We can see that some rows have a null value in the country column. This is because some countries only list City, Country and do not have a "State". In order to handle null values in the country column, we'll simply shift the values to the right.

In [31]:
# Fix null countries
for index, row in data_country.iterrows():
    if pd.isnull(row['country']):
        country = row['state']
        state = row['city']
        data_country.at[index, 'country'] = country
        data_country.at[index, 'state'] = state
        data_country.at[index, 'city'] = np.nan
        
data_country.head()

Unnamed: 0,location,count,city,state,country
0,"Abu Dhabi, United Arab Emirates",18,,Abu Dhabi,United Arab Emirates
1,"Adelaide, South Australia, Australia",24,Adelaide,South Australia,Australia
2,"Albany, New York, USA",12,Albany,New York,USA
3,"Albuquerque, New Mexico, USA",11,Albuquerque,New Mexico,USA
4,"Anaheim, California, USA",72,Anaheim,California,USA


Now that this is done, we have to prepare our data to be mapped using Plotly.

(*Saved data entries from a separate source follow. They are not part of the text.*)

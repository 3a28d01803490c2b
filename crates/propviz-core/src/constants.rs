//! Client constants and tuning parameters.

// --- Scene ---

/// Scene width used when the backend omits it (km).
pub const DEFAULT_SCENE_WIDTH_KM: f64 = 100.0;

/// Scene height used when the backend omits it (km).
pub const DEFAULT_SCENE_HEIGHT_KM: f64 = 60.0;

/// Spacing of the background grid lines (km).
pub const GRID_STEP_KM: f64 = 5.0;

// --- Coordinate transform ---

/// Margin left around the scene when fitting the scale (px).
pub const FIT_MARGIN_PX: f64 = 20.0;

/// Smallest usable viewport extent after margins (px).
pub const MIN_VIEWPORT_PX: f64 = 100.0;

/// Web-Mercator tile size (px).
pub const TILE_SIZE_PX: f64 = 256.0;

/// Latitude limit of the Web-Mercator projection (degrees).
pub const MAX_MERCATOR_LAT: f64 = 85.051_128_779_806_59;

// --- Geodesy ---

/// Mean Earth radius (meters).
pub const EARTH_RADIUS_M: f64 = 6_371_000.0;

/// Glyphs are authored pointing East; bearings are rebased by this offset (degrees).
pub const GLYPH_BEARING_OFFSET_DEG: f64 = 90.0;

// --- Heatmap ---

/// Weakest level that still contributes opacity (dBm).
pub const HEAT_LEVEL_FLOOR_DBM: f64 = -130.0;

/// Level at which a sample reaches full opacity (dBm).
pub const HEAT_LEVEL_CEIL_DBM: f64 = -60.0;

/// Perceptual compression exponent for level-to-alpha.
pub const HEAT_GAMMA: f64 = 0.9;

/// Default stamp radius (px).
pub const HEAT_RADIUS_PX: u32 = 26;

/// Default opacity ceiling applied to every stamp.
pub const HEAT_MAX_ALPHA: f64 = 0.65;

/// Default heatmap request radius around the center (km).
pub const HEAT_REQUEST_RADIUS_KM: f64 = 3.0;

/// Default heatmap sample spacing (m).
pub const HEAT_REQUEST_STEP_M: u32 = 200;

/// Default receiver frequency for heatmap and LOS requests (MHz).
pub const DEFAULT_RX_FREQUENCY_MHZ: f64 = 118.1;

/// Default receiver filter window (kHz).
pub const DEFAULT_WINDOW_KHZ: f64 = 150.0;

// --- Interference ---

/// Default receiver window for interference analysis (kHz).
pub const INTERFERENCE_WINDOW_KHZ: f64 = 500.0;

/// Default highest intermodulation order requested.
pub const INTERFERENCE_MAX_ORDER: u32 = 3;

/// Intermodulation orders accepted by the backend.
pub const INTERFERENCE_MIN_ORDER: u32 = 2;
pub const INTERFERENCE_MAX_ORDER_LIMIT: u32 = 5;

/// Rows kept per interference table.
pub const INTERFERENCE_TABLE_ROWS: usize = 60;

// --- Playback ---

/// Playback tick period (ms).
pub const PLAYBACK_PERIOD_MS: u64 = 600;

/// Lower bound applied to the operator's speed before rounding.
pub const PLAYBACK_MIN_SPEED: f64 = 0.5;

/// Entity id preferred as the moving entity.
pub const DEFAULT_MOVING_ENTITY_ID: &str = "av1";

// --- Line-of-sight profile view ---

pub const PROFILE_WIDTH_PX: f64 = 800.0;
pub const PROFILE_HEIGHT_PX: f64 = 240.0;
pub const PROFILE_PAD_LEFT_PX: f64 = 40.0;
pub const PROFILE_PAD_RIGHT_PX: f64 = 10.0;
pub const PROFILE_PAD_TOP_PX: f64 = 10.0;
pub const PROFILE_PAD_BOTTOM_PX: f64 = 30.0;

/// Keeps the vertical scale finite for a flat profile.
pub const PROFILE_RANGE_EPSILON: f64 = 1e-6;

/// Samples requested along a LOS path.
pub const PROFILE_SAMPLES: u32 = 128;

/// Default effective Earth radius factor sent with LOS requests.
pub const DEFAULT_K_FACTOR: f64 = 1.33;

// --- Event loop ---

/// Frame interval of the event loop when idle (ms).
pub const FRAME_INTERVAL_MS: u64 = 16;

/// Notices kept in a snapshot.
pub const MAX_NOTICES: usize = 32;
//! Enumeration types used throughout the client.

use serde::{Deserialize, Serialize};

/// What an entity represents on the scene.
#[derive(Debug, Clone, Copy, Default, PartialEq, Eq, Hash, Serialize, Deserialize)]
pub enum EntityKind {
    /// Broadcast or generic transmitter (FM antenna and the like).
    #[default]
    Transmitter,
    ControlTower,
    /// The moving entity animated by playback.
    Aircraft,
    Receiver,
}

impl EntityKind {
    /// Whether the backend treats this kind as a signal source.
    pub fn is_emitter(&self) -> bool {
        !matches!(self, EntityKind::Receiver)
    }
}

/// Which coordinate convention the scene is displayed in.
#[derive(Debug, Clone, Copy, Default, PartialEq, Eq, Serialize, Deserialize)]
pub enum CoordinateMode {
    /// Abstract km rectangle.
    #[default]
    Grid,
    /// Latitude/longitude on a Web-Mercator map.
    Map,
}

/// Drag controller state.
#[derive(Debug, Clone, Copy, Default, PartialEq, Eq, Serialize, Deserialize)]
pub enum DragPhase {
    #[default]
    Idle,
    Dragging,
}

/// Playback scheduler state. A paused scheduler reports `Stopped`.
#[derive(Debug, Clone, Copy, Default, PartialEq, Eq, Serialize, Deserialize)]
pub enum PlaybackState {
    #[default]
    Stopped,
    Playing,
}

/// Why playback stopped.
#[derive(Debug, Clone, Copy, PartialEq, Eq, Serialize, Deserialize)]
pub enum StopReason {
    /// Operator pressed pause.
    Paused,
    /// The index reached the last segment.
    RouteEnd,
    /// No moving entity existed when a tick fired.
    NoMovingEntity,
    /// The moving entity is under another controller (a drag).
    ControlHeld,
    /// The moving entity has a km-grid position and cannot follow a geographic route.
    WrongCoordinateMode,
}

/// Severity of an operator-visible notice.
#[derive(Debug, Clone, Copy, Default, PartialEq, Eq, Serialize, Deserialize)]
pub enum NoticeLevel {
    #[default]
    Info,
    Warning,
    Error,
}

/// Who holds the write lease on an entity's position.
#[derive(Debug, Clone, Copy, PartialEq, Eq, Hash, Serialize, Deserialize)]
pub enum ControlHolder {
    Drag,
    Playback,
}
//! Backend traffic as data.
//!
//! The engine never performs I/O. It queues [`BackendRequest`]s in its
//! outbox; whoever owns the network answers each one with a
//! [`BackendReply`] fed back through `ClientEngine::apply_reply`.

use serde::{Deserialize, Serialize};

use propviz_core::error::BackendError;
use propviz_core::results::{InterferenceResult, LosProfile, StatsOverview};
use propviz_core::types::{Entity, GeoPoint, HeatPoint, Position, Scene};

/// Signal-level field request around a center.
#[derive(Debug, Clone, PartialEq, Serialize, Deserialize)]
pub struct HeatmapQuery {
    pub center: GeoPoint,
    pub radius_km: f64,
    pub step_m: u32,
    pub f_rx_mhz: f64,
    pub window_khz: f64,
    pub transmitters: Vec<Entity>,
}

/// Terrain profile request between two entities.
#[derive(Debug, Clone, PartialEq, Serialize, Deserialize)]
pub struct ProfileQuery {
    pub tx: Entity,
    pub rx: Entity,
    pub frequency_mhz: f64,
    pub k_factor: f64,
    pub samples: u32,
}

/// Carrier and intermodulation analysis at one receiver.
#[derive(Debug, Clone, PartialEq, Serialize, Deserialize)]
pub struct InterferenceQuery {
    pub receiver: Entity,
    /// Every modelled transmitter except the receiver itself.
    pub transmitters: Vec<Entity>,
    pub f_rx_mhz: f64,
    pub window_khz: f64,
    pub max_order: u32,
}

#[derive(Debug, Clone, PartialEq, Serialize, Deserialize)]
pub enum BackendRequest {
    FetchScene,
    FetchStats,
    CommitMove {
        id: String,
        position: Position,
        /// Position before the drag, restored if the commit fails and rollback is enabled.
        previous: Position,
    },
    Heatmap(HeatmapQuery),
    Profile(ProfileQuery),
    Interference(InterferenceQuery),
}

impl BackendRequest {
    /// Short name for logs and notices.
    pub fn label(&self) -> &'static str {
        match self {
            BackendRequest::FetchScene => "scene",
            BackendRequest::FetchStats => "stats",
            BackendRequest::CommitMove { .. } => "entity/move",
            BackendRequest::Heatmap(_) => "radio/heatmap",
            BackendRequest::Profile(_) => "radio/los",
            BackendRequest::Interference(_) => "radio/interference",
        }
    }
}

#[derive(Debug, Clone, PartialEq)]
pub enum BackendReply {
    Scene(Result<Scene, BackendError>),
    Stats(Result<StatsOverview, BackendError>),
    MoveCommitted {
        id: String,
        previous: Position,
        result: Result<(), BackendError>,
    },
    Heatmap(Result<Vec<HeatPoint>, BackendError>),
    Profile(Result<LosProfile, BackendError>),
    Interference {
        receiver_id: String,
        result: Result<InterferenceResult, BackendError>,
    },
}
//! Core types and definitions for the propviz client.
//!
//! This crate defines the vocabulary shared across all other crates:
//! positions, entities, scenes, heat samples, routes, commands, events,
//! snapshots, errors and constants. It has no dependency on any runtime
//! or network stack.

pub mod commands;
pub mod constants;
pub mod enums;
pub mod error;
pub mod events;
pub mod results;
pub mod state;
pub mod types;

To do this, we need to get Alpha 3 codes for each country. Luckily, we can use the pycountry library to get these Alpha 3 codes for each country. We'll use a for loop to get these codes into a dictionary, then map the codes back into the dataframe.

In [32]:
# get list of ISO 3166-1 alpha-3 codes
import pycountry

country_alpha3 = {}
for country in pycountry.countries:
    country_alpha3[country.name] = country.alpha_3
    
country_alpha3

{'Aruba': 'ABW',
 'Afghanistan': 'AFG',
 'Angola': 'AGO',
 'Anguilla': 'AIA',
 'Åland Islands': 'ALA',
 'Albania': 'ALB',
 'Andorra': 'AND',
 'United Arab Emirates': 'ARE',
 'Argentina': 'ARG',
 'Armenia': 'ARM',
 'American Samoa': 'ASM',
 'Antarctica': 'ATA',
 'French Southern Territories': 'ATF',
 'Antigua and Barbuda': 'ATG',
 'Australia': 'AUS',
 'Austria': 'AUT',
 'Azerbaijan': 'AZE',
 'Burundi': 'BDI',
 'Belgium': 'BEL',
 'Benin': 'BEN',
 'Bonaire, Sint Eustatius and Saba': 'BES',
 'Burkina Faso': 'BFA',
 'Bangladesh': 'BGD',
 'Bulgaria': 'BGR',
 'Bahrain': 'BHR',
 'Bahamas': 'BHS',
 'Bosnia and Herzegovina': 'BIH',
 'Saint Barthélemy': 'BLM',
 'Belarus': 'BLR',
 'Belize': 'BLZ',
 'Bermuda': 'BMU',
 'Bolivia, Plurinational State of': 'BOL',
 'Brazil': 'BRA',
 'Barbados': 'BRB',
 'Brunei Darussalam': 'BRN',
 'Bhutan': 'BTN',
 'Bouvet Island': 'BVT',
 'Botswana': 'BWA',
 'Central African Republic': 'CAF',
 'Canada': 'CAN',
 'Cocos (Keeling) Islands': 'CCK',
 'Switzerland': 'CHE',
 

In [33]:
# Map back into dataframe
data_country['country_alpha3'] = data_country['country'].map(country_alpha3)
data_country.head()

Unnamed: 0,location,count,city,state,country,country_alpha3
0,"Abu Dhabi, United Arab Emirates",18,,Abu Dhabi,United Arab Emirates,ARE
1,"Adelaide, South Australia, Australia",24,Adelaide,South Australia,Australia,AUS
2,"Albany, New York, USA",12,Albany,New York,USA,
3,"Albuquerque, New Mexico, USA",11,Albuquerque,New Mexico,USA,
4,"Anaheim, California, USA",72,Anaheim,California,USA,


Looks like this worked, except for the USA. This is because the key in our dictionary for USA is "United States". Let's manually replace the Alpha 3 code for USA in our dataframe.

In [34]:
for index, row in data_country.iterrows():
    if row['country'] == 'USA':
        data_country.at[index, 'country_alpha3'] = 'USA'
        
data_country.head()

Unnamed: 0,location,count,city,state,country,country_alpha3
0,"Abu Dhabi, United Arab Emirates",18,,Abu Dhabi,United Arab Emirates,ARE
1,"Adelaide, South Australia, Australia",24,Adelaide,South Australia,Australia,AUS
2,"Albany, New York, USA",12,Albany,New York,USA,USA
3,"Albuquerque, New Mexico, USA",11,Albuquerque,New Mexico,USA,USA
4,"Anaheim, California, USA",72,Anaheim,California,USA,USA


Now that USA is taken care of, let's make sure that there are no other nulls in the country_alpha3 column before we start mapping.

In [35]:
data_country.loc[data_country['country_alpha3'].isnull()]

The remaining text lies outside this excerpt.